----- Records to process

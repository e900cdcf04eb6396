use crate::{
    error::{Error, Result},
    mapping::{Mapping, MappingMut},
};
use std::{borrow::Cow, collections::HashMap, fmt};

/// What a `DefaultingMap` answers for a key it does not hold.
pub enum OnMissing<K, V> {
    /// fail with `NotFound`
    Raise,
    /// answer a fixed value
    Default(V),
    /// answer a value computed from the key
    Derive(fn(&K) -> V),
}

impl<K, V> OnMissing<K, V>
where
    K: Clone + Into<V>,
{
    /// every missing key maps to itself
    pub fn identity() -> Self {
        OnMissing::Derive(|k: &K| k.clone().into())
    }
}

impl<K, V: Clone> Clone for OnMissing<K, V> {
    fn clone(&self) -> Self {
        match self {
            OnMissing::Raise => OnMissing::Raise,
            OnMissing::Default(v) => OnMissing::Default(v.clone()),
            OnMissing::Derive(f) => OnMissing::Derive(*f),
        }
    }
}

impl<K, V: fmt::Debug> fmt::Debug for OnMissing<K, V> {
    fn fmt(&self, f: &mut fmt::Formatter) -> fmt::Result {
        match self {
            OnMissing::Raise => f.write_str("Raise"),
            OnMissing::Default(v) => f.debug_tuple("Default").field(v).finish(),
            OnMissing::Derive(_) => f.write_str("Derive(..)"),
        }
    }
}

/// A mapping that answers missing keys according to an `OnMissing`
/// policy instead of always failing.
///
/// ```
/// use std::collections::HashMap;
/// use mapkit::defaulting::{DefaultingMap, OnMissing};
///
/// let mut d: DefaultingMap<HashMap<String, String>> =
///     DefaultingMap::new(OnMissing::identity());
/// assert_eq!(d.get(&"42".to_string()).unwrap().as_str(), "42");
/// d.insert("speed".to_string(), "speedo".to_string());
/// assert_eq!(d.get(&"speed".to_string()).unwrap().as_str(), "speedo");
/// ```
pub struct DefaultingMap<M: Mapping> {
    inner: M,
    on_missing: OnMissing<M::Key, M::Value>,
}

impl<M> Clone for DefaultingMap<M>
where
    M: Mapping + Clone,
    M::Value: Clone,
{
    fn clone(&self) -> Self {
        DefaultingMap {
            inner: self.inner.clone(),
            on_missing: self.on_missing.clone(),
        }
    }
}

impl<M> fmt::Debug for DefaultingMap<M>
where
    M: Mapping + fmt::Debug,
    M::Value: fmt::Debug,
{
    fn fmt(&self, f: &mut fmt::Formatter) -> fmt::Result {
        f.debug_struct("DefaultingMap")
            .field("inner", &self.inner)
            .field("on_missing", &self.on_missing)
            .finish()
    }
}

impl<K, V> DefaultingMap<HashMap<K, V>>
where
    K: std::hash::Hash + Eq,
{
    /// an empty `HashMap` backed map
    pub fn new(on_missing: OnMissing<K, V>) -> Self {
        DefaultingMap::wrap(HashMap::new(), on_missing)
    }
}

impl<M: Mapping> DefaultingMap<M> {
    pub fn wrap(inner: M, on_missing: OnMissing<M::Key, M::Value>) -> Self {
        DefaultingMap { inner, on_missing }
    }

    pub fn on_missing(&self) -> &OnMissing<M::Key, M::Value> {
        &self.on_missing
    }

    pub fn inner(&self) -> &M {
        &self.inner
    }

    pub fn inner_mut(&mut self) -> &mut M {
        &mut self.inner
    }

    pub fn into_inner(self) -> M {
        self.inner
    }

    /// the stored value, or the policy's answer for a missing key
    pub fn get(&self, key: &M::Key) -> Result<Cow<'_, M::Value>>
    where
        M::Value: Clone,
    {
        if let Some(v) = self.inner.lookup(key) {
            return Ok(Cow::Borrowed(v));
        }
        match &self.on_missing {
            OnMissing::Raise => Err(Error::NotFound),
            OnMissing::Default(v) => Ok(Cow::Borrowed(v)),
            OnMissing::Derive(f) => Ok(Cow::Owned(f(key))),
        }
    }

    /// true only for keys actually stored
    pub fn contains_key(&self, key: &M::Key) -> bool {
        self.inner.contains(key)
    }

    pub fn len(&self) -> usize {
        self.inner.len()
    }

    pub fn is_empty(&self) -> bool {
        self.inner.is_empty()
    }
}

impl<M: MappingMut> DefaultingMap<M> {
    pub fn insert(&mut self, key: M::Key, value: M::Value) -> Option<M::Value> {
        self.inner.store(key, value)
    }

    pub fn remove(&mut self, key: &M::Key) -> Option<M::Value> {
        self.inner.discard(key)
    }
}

----------
----- Records to process

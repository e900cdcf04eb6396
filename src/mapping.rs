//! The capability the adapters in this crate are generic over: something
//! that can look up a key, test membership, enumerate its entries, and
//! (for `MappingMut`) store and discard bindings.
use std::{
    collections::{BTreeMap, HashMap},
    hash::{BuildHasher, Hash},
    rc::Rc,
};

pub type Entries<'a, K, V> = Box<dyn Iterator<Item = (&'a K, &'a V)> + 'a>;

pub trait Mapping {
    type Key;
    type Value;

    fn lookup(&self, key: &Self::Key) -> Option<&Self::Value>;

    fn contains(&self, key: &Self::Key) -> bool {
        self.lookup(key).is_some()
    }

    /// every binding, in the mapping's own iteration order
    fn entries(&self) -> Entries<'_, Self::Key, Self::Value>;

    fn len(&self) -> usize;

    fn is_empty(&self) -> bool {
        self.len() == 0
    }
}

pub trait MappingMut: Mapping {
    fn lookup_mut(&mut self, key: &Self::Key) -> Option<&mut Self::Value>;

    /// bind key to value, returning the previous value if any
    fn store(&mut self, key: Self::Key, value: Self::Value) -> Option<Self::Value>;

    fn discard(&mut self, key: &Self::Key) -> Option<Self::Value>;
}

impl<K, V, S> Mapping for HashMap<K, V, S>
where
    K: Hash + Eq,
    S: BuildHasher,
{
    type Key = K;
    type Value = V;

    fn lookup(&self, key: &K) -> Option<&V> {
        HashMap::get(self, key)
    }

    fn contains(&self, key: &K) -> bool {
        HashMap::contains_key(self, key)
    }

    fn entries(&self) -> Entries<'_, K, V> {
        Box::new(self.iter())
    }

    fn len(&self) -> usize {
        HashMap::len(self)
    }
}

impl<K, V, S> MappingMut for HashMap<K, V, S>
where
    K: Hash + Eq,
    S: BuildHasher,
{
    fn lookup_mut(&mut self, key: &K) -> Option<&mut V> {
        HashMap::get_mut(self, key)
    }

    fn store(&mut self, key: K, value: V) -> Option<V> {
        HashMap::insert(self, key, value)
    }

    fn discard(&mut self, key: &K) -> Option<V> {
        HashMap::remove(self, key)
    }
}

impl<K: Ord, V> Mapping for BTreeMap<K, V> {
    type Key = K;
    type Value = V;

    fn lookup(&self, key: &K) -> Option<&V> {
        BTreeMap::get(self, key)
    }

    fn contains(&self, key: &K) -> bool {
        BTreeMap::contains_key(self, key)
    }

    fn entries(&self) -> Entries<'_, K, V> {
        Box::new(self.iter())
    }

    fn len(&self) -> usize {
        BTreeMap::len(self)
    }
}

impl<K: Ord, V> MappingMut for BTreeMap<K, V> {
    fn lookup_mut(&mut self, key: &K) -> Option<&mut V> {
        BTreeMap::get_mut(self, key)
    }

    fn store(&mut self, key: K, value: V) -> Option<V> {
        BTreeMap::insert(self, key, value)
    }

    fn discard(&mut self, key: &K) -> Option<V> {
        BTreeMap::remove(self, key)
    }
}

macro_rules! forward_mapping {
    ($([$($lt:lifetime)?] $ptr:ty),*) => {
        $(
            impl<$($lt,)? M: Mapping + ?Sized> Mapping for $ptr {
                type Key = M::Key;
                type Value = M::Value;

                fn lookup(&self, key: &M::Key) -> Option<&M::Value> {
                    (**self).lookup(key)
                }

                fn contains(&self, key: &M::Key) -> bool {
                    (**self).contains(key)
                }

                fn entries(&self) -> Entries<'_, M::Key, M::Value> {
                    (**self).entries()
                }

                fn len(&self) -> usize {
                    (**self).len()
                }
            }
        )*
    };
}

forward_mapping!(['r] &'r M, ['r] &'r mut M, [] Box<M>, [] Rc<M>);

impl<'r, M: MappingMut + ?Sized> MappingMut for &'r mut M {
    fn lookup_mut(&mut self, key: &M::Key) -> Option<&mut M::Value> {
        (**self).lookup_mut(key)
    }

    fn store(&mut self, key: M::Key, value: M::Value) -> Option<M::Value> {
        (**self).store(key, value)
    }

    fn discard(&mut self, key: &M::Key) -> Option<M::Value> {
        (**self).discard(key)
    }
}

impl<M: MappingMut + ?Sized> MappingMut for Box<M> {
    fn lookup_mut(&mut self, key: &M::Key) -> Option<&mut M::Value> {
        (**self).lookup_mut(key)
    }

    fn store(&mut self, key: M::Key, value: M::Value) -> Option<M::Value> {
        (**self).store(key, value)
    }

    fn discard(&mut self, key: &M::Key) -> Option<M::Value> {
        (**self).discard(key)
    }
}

----------

## [Prompt]
Your task is to find every line above containing the word "trait" and copy it.

## [Answer section]
pub trait Mapping {
pub trait MappingMut: Mapping {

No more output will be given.